Андрей Иванович стремился сориентировать географию своих перемещений в сходной системе координат, притом что его обстоятельства были совершенно иными. Только его идеализированное детство, прошедшее в усадебных пейзажах Тургенева и Савинского, естественным образом соотносилось с юностью Вертера. В то же время Москва в равной степени была связана для него и с памятью о дружбе и поэтических восторгах, и о романе с Екатериной Соковниной, столь отличном от отношений, связывавших Вертера и Шарлотту.
Тургеневу предстояло получить чин, штатную должность и начать настоящую служебную карьеру. Петербург становится для него местом светской суеты, угнетающей и омрачающей его душу. Он был вынужден искать протекции в Коллегии иностранных дел, наносить мучительные для него визиты знаменитой княгине Наталье Петровне Голицыной, не хотевшей его принимать, и обедать у начальника канцелярии коллегии Ивана Андреевича Вейдемейера. Не менее обременительными были и семейные обязанности – в Петербурге жила его тетка Варвара Сергеевна Путятина с мужем и многочисленными детьми. Посещение родственников было частью тягостного ритуала повседневной жизни Андрея Ивановича.
Сложности с получением места и производством в чин были тем тяжелее для Тургенева, что их фоном были повторявшиеся едва ли не в каждом письме упреки матери, подозревавшей, что он не прикладывает достаточных стараний для получения должности.

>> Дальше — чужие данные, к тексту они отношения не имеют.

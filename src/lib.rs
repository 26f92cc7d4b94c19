//! Single executable application bundler for Node.js programs.
//!
//! This library stages a Node.js program into a private workspace, bundles it
//! into one module, and embeds it into a copy of the Node.js runtime, producing
//! a single executable.
//!
//! It can be used both as a CLI tool and as a library dependency.

pub mod bundler;
pub mod cli;
pub mod error;

// Re-export commonly used types
pub use error::{BundlerError, CliError, Result};
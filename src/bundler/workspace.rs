//! Isolated temporary directory owned by a single build.
//!
//! A [`Workspace`] is the only place the pipeline mutates before publish. It is
//! released explicitly by the bundler once the stages finish, and again by `Drop`
//! if anything unwinds past it; [`Workspace::release`] is idempotent so both
//! paths are safe.

use crate::bundler::error::{Error, ErrorExt, Result};
use std::path::{Path, PathBuf};
use tempfile::TempDir;

/// Prefix for workspace directory names.
const WORKSPACE_PREFIX: &str = "kodegen-sea-";

/// Subdirectory holding the staged copy of the program.
const STAGE_DIR: &str = "stage";

/// Subdirectory holding bundle, SEA config, blob and executable.
const BUILD_DIR: &str = "build";

/// A uniquely named build directory that is removed exactly once.
#[derive(Debug)]
pub struct Workspace {
    root: PathBuf,
    dir: Option<TempDir>,
}

impl Workspace {
    /// Creates a fresh workspace under `parent`, or the system temp area.
    ///
    /// # Errors
    ///
    /// Returns a Resource-kind error if the directory cannot be created.
    pub fn acquire(parent: Option<&Path>) -> Result<Self> {
        let mut builder = tempfile::Builder::new();
        builder.prefix(WORKSPACE_PREFIX);
        let created = match parent {
            Some(parent) => builder.tempdir_in(parent),
            None => builder.tempdir(),
        };
        let dir = created.map_err(|e| {
            Error::Resource(format!("unable to create a temporary workspace: {e}"))
        })?;

        let root = dir.path().to_path_buf();
        for sub in [STAGE_DIR, BUILD_DIR] {
            let path = root.join(sub);
            std::fs::create_dir(&path).fs_context("creating workspace directory", &path)?;
        }

        log::debug!("Acquired workspace {}", root.display());
        Ok(Self {
            root,
            dir: Some(dir),
        })
    }

    /// Returns the workspace root.
    pub fn root(&self) -> &Path {
        &self.root
    }

    /// Returns the directory the program tree is staged into.
    pub fn stage_dir(&self) -> PathBuf {
        self.root.join(STAGE_DIR)
    }

    /// Returns the directory for build outputs.
    pub fn build_dir(&self) -> PathBuf {
        self.root.join(BUILD_DIR)
    }

    /// Recursively removes the workspace directory.
    ///
    /// Calling this more than once, or after the directory vanished on its own,
    /// is a no-op.
    pub fn release(&mut self) -> Result<()> {
        let Some(dir) = self.dir.take() else {
            return Ok(());
        };

        if !dir.path().exists() {
            // Dropping a TempDir whose path is gone ignores the NotFound.
            drop(dir);
            return Ok(());
        }

        dir.close().fs_context("removing workspace", &self.root)?;
        log::debug!("Released workspace {}", self.root.display());
        Ok(())
    }
}

impl Drop for Workspace {
    fn drop(&mut self) {
        if let Err(e) = self.release() {
            log::warn!("Failed to remove workspace: {}", e);
        }
    }
}

#[cfg(test)]
mod tests {
    use super::*;

    #[test]
    fn acquire_creates_layout_under_parent() {
        let parent = tempfile::tempdir().unwrap();
        let ws = Workspace::acquire(Some(parent.path())).unwrap();

        assert!(ws.root().starts_with(parent.path()));
        assert!(ws.stage_dir().is_dir());
        assert!(ws.build_dir().is_dir());
        assert!(
            ws.root()
                .file_name()
                .unwrap()
                .to_string_lossy()
                .starts_with(WORKSPACE_PREFIX)
        );
    }

    #[test]
    fn release_is_idempotent() {
        let parent = tempfile::tempdir().unwrap();
        let mut ws = Workspace::acquire(Some(parent.path())).unwrap();
        std::fs::write(ws.stage_dir().join("file.js"), "1").unwrap();

        ws.release().unwrap();
        assert!(!ws.root().exists());
        ws.release().unwrap();
    }

    #[test]
    fn release_tolerates_external_removal() {
        let parent = tempfile::tempdir().unwrap();
        let mut ws = Workspace::acquire(Some(parent.path())).unwrap();
        std::fs::remove_dir_all(ws.root()).unwrap();

        ws.release().unwrap();
    }

    #[test]
    fn drop_removes_directory() {
        let parent = tempfile::tempdir().unwrap();
        let root = {
            let ws = Workspace::acquire(Some(parent.path())).unwrap();
            ws.root().to_path_buf()
        };
        assert!(!root.exists());
        assert_eq!(std::fs::read_dir(parent.path()).unwrap().count(), 0);
    }

    #[test]
    fn acquire_fails_as_resource_error_for_missing_parent() {
        let parent = tempfile::tempdir().unwrap();
        let missing = parent.path().join("absent");
        let err = Workspace::acquire(Some(&missing)).unwrap_err();
        assert_eq!(err.kind(), crate::bundler::ErrorKind::Resource);
    }
}
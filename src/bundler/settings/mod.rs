//! Configuration structures for a single executable build.
//!
//! [`Settings`] is the immutable build request handed to the [`Bundler`](crate::bundler::Bundler);
//! it is produced by [`SettingsBuilder`], which normalizes the entry point and derives
//! the executable's display name.

mod builder;
mod core;
mod toolchain;

pub(crate) use builder::absolute;
pub use builder::SettingsBuilder;
pub use core::Settings;
pub use toolchain::ToolPaths;

/// Lockfiles and dependency caches that are never staged.
pub const STAGING_EXCLUDES: [&str; 4] = [
    "package-lock.json",
    "pnpm-lock.yaml",
    "yarn.lock",
    "node_modules",
];

/// Manifest whose presence in the staged tree triggers a dependency install.
pub const PACKAGE_MANIFEST: &str = "package.json";
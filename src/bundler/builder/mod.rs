//! Build orchestration.
//!
//! This module provides the main [`Bundler`] orchestrator that turns a Node.js
//! entry point into a single executable.
//!
//! # Overview
//!
//! The bundler:
//! 1. Validates the request from [`Settings`](crate::bundler::Settings)
//! 2. Stages the program tree into a private workspace
//! 3. Installs dependencies and bundles the entry point
//! 4. Assembles a patched copy of the Node runtime
//! 5. Publishes it and returns a [`PublishedExecutable`]
//!
//! # Module Organization
//!
//! - [`checksum`] - SHA256 checksum calculation for the published file
//! - [`orchestrator`] - Main [`Bundler`] struct and stage sequencing
//! - [`publish`] - The single write into the output directory

mod checksum;
mod orchestrator;
mod publish;

pub use orchestrator::{BuildStage, Bundler};
pub use publish::PublishedExecutable;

Андрею Ивановичу приходилось оправдываться, ссылаться на неблагоприятные обстоятельства и убеждать родителей, что именно их неудовольствие служит главным источником его огорчений. В одном из писем он даже ссылается на ответ канцлера Воронцова хлопотавшему за него Лопухину. По словам Андрея Ивановича, Воронцов удивлялся, «как могут нынче молодые люди так сильно желать чинов» (2695–2698: 84 об.). Такого рода упреки уязвляли Тургенева, по-вертеровски презиравшего карьерную суету. С другой стороны, его риторическая стратегия только подтверждала опасения домашних, что сам Андрей Иванович недостаточно ревностно относится к своим служебным перспективам (Там же, 20, 49, 78 об., 110 об. и др.).
Тургенев ничего больше не пишет в дневнике о Тирольше. Справки о ней он наводил в письмах Булгакову и Гагарину. Две из трех приведенных записей о Вене относятся к 17 февраля и 12 марта, а два из писем тамошним друзьям написаны соответственно 18 февраля и 13 марта. Перед тем как браться за них, Андрей Иванович перечитывал венский дневник.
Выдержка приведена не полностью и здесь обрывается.